WORK ORDER:
Whichever lines include the word "expiries", copy them as they appear in the data.

SOURCE RECORDS:
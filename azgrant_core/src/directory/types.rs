//! Typed records for directory objects.
//!
//! Field names follow the Graph wire format (camelCase) so connector
//! crates can deserialize responses straight into these types.

use std::fmt::Display;
use std::str::FromStr;

use serde::{Deserialize, Serialize};
use time::OffsetDateTime;
use uuid::Uuid;

/// The member type an app role must allow for a non-interactive grant.
pub const APPLICATION_MEMBER_TYPE: &str = "Application";

/// An opaque, directory-assigned object identifier.
#[derive(Clone, Debug, Default, Deserialize, Serialize, Hash, PartialEq, Eq, PartialOrd, Ord)]
#[serde(transparent)]
pub struct ObjectId(pub String);

impl Display for ObjectId {
    fn fmt(&self, f: &mut std::fmt::Formatter<'_>) -> std::fmt::Result {
        write!(f, "{}", self.0)
    }
}

impl From<&str> for ObjectId {
    fn from(s: &str) -> Self {
        ObjectId(s.to_owned())
    }
}

/// The server-assigned id of an app-role assignment. Distinct from
/// [`ObjectId`]: it identifies the grant edge, not a directory object,
/// and is unknown until a create round-trips.
#[derive(Clone, Debug, Default, Deserialize, Serialize, Hash, PartialEq, Eq)]
#[serde(transparent)]
pub struct AssignmentId(pub String);

impl Display for AssignmentId {
    fn fmt(&self, f: &mut std::fmt::Formatter<'_>) -> std::fmt::Result {
        write!(f, "{}", self.0)
    }
}

impl From<&str> for AssignmentId {
    fn from(s: &str) -> Self {
        AssignmentId(s.to_owned())
    }
}

/// A client/application ID. A different namespace from [`ObjectId`]:
/// application IDs are GUIDs, shared across tenants for first-party APIs.
#[derive(Clone, Copy, Debug, Default, Deserialize, Serialize, Hash, PartialEq, Eq)]
#[serde(transparent)]
pub struct ApplicationId(pub Uuid);

impl Display for ApplicationId {
    fn fmt(&self, f: &mut std::fmt::Formatter<'_>) -> std::fmt::Result {
        write!(f, "{}", self.0)
    }
}

impl FromStr for ApplicationId {
    type Err = uuid::Error;

    fn from_str(s: &str) -> Result<Self, Self::Err> {
        Uuid::parse_str(s).map(ApplicationId)
    }
}

/// A security identity that can be granted permissions.
#[derive(Clone, Debug, Default, Deserialize, Serialize, PartialEq, Eq)]
#[serde(rename_all = "camelCase")]
pub struct Principal {
    /// The directory's opaque object id. Stable for the principal's life.
    pub id: ObjectId,
    /// Human-chosen name. Not guaranteed unique in a directory.
    #[serde(default)]
    pub display_name: String,
    /// The backing application's client id.
    pub app_id: ApplicationId,
}

/// A service principal representing an API surface. Read-only from this
/// system's perspective.
#[derive(Clone, Debug, Default, Deserialize, Serialize)]
#[serde(rename_all = "camelCase")]
pub struct Resource {
    /// The directory's opaque object id.
    pub id: ObjectId,
    /// The well-known application id identifying the API.
    pub app_id: ApplicationId,
    /// Display name, used in messages only.
    #[serde(default)]
    pub display_name: String,
    /// The permission catalog the resource exposes.
    #[serde(default)]
    pub app_roles: Vec<AppRole>,
}

/// A single grantable application permission exposed by a [`Resource`].
/// Looked up, never created.
#[derive(Clone, Debug, Default, Deserialize, Serialize)]
#[serde(rename_all = "camelCase")]
pub struct AppRole {
    /// Resource-local role id.
    pub id: Uuid,
    /// Symbolic name, e.g. "Sites.Selected". Null for some built-in roles.
    #[serde(default)]
    pub value: Option<String>,
    /// Which member types may hold the role. Must contain "Application"
    /// for a non-interactive grant.
    #[serde(default)]
    pub allowed_member_types: Vec<String>,
}

impl AppRole {
    /// Whether the role can be held by an application identity.
    pub fn allows_applications(&self) -> bool {
        self.allowed_member_types
            .iter()
            .any(|t| t == APPLICATION_MEMBER_TYPE)
    }
}

/// A directed grant edge: "principal P holds role R on resource X".
/// The tuple (principal, resource, role) is the natural key; the `id`
/// is storage-only.
#[derive(Clone, Debug, Default, Deserialize, Serialize)]
#[serde(rename_all = "camelCase")]
pub struct AppRoleAssignment {
    /// Server-assigned id, used only for deletes.
    pub id: AssignmentId,
    /// The grantee's object id.
    pub principal_id: ObjectId,
    /// The API provider's object id.
    pub resource_id: ObjectId,
    /// The granted role's id.
    pub app_role_id: Uuid,
    /// Grantee display name, when the backend includes it.
    #[serde(default)]
    pub principal_display_name: Option<String>,
    /// Resource display name, when the backend includes it.
    #[serde(default)]
    pub resource_display_name: Option<String>,
}

impl AppRoleAssignment {
    /// Whether this assignment grants `role_id` on `resource_id`. Matching
    /// is always on the semantic key, never on the server-assigned `id`.
    pub fn matches(&self, resource_id: &ObjectId, role_id: &Uuid) -> bool {
        self.resource_id == *resource_id && self.app_role_id == *role_id
    }
}

/// The request body for an assignment create. Exactly the three key
/// fields, constructed once and serialized, never an ad-hoc JSON map.
#[derive(Clone, Debug, Serialize, Deserialize, PartialEq, Eq)]
#[serde(rename_all = "camelCase")]
pub struct NewAppRoleAssignment {
    /// The grantee's object id.
    pub principal_id: ObjectId,
    /// The API provider's object id.
    pub resource_id: ObjectId,
    /// The role to grant.
    pub app_role_id: Uuid,
}

impl NewAppRoleAssignment {
    /// Build the create body for granting `role` on `resource` to `principal`.
    pub fn new(principal: &Principal, resource: &Resource, role: &AppRole) -> Self {
        Self {
            principal_id: principal.id.clone(),
            resource_id: resource.id.clone(),
            app_role_id: role.id,
        }
    }
}

/// A key credential (certificate) on a service principal.
#[derive(Clone, Debug, Default, Deserialize, Serialize)]
#[serde(rename_all = "camelCase")]
pub struct KeyCredential {
    /// Friendly name, if set.
    #[serde(default)]
    pub display_name: Option<String>,
    /// Expiry timestamp.
    #[serde(default, with = "time::serde::rfc3339::option")]
    pub end_date_time: Option<OffsetDateTime>,
}

/// A password credential (client secret) on a service principal.
#[derive(Clone, Debug, Default, Deserialize, Serialize)]
#[serde(rename_all = "camelCase")]
pub struct PasswordCredential {
    /// Friendly name, if set.
    #[serde(default)]
    pub display_name: Option<String>,
    /// Expiry timestamp.
    #[serde(default, with = "time::serde::rfc3339::option")]
    pub end_date_time: Option<OffsetDateTime>,
}

/// The full service-principal record the tenant report consumes.
#[derive(Clone, Debug, Default, Deserialize, Serialize)]
#[serde(rename_all = "camelCase")]
pub struct PrincipalDetails {
    /// The directory's opaque object id.
    pub id: ObjectId,
    /// The backing application's client id.
    pub app_id: ApplicationId,
    /// Human-chosen name.
    #[serde(default)]
    pub display_name: Option<String>,
    /// "Application", "ManagedIdentity", "Legacy", etc.
    #[serde(default)]
    pub service_principal_type: Option<String>,
    /// Whether sign-in is enabled for the principal.
    #[serde(default)]
    pub account_enabled: Option<bool>,
    /// When the principal was created.
    #[serde(default, with = "time::serde::rfc3339::option")]
    pub created_date_time: Option<OffsetDateTime>,
    /// Which account types can sign in to the backing application.
    #[serde(default)]
    pub sign_in_audience: Option<String>,
    /// Homepage URL, if registered.
    #[serde(default)]
    pub homepage: Option<String>,
    /// Free-form tags.
    #[serde(default)]
    pub tags: Vec<String>,
    /// Certificates, with expiries.
    #[serde(default)]
    pub key_credentials: Vec<KeyCredential>,
    /// Client secrets, with expiries.
    #[serde(default)]
    pub password_credentials: Vec<PasswordCredential>,
}

#[cfg(test)]
mod tests {
    use super::*;

    #[test]
    fn new_assignment_serializes_exactly_three_fields() {
        let new = NewAppRoleAssignment {
            principal_id: "P1".into(),
            resource_id: "G1".into(),
            app_role_id: Uuid::nil(),
        };
        let body = serde_json::to_value(&new).unwrap();
        let obj = body.as_object().unwrap();
        assert_eq!(obj.len(), 3);
        assert_eq!(obj["principalId"], "P1");
        assert_eq!(obj["resourceId"], "G1");
        assert_eq!(obj["appRoleId"], Uuid::nil().to_string());
    }

    #[test]
    fn assignment_deserializes_from_wire_names() {
        let raw = r#"{
            "id": "A1",
            "principalId": "P1",
            "resourceId": "G1",
            "appRoleId": "00000000-0000-0000-0000-000000000001",
            "resourceDisplayName": "Microsoft Graph"
        }"#;
        let a: AppRoleAssignment = serde_json::from_str(raw).unwrap();
        assert_eq!(a.id, "A1".into());
        assert_eq!(a.principal_id, "P1".into());
        assert_eq!(a.resource_display_name.as_deref(), Some("Microsoft Graph"));
    }

    #[test]
    fn matches_uses_the_semantic_key() {
        let role = Uuid::new_v4();
        let a = AppRoleAssignment {
            id: "irrelevant".into(),
            principal_id: "P1".into(),
            resource_id: "G1".into(),
            app_role_id: role,
            ..Default::default()
        };
        assert!(a.matches(&"G1".into(), &role));
        assert!(!a.matches(&"G2".into(), &role));
        assert!(!a.matches(&"G1".into(), &Uuid::new_v4()));
    }
}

SOLUTION TO THIS EXERCISE:
    /// Certificates, with expiries.
    /// Client secrets, with expiries.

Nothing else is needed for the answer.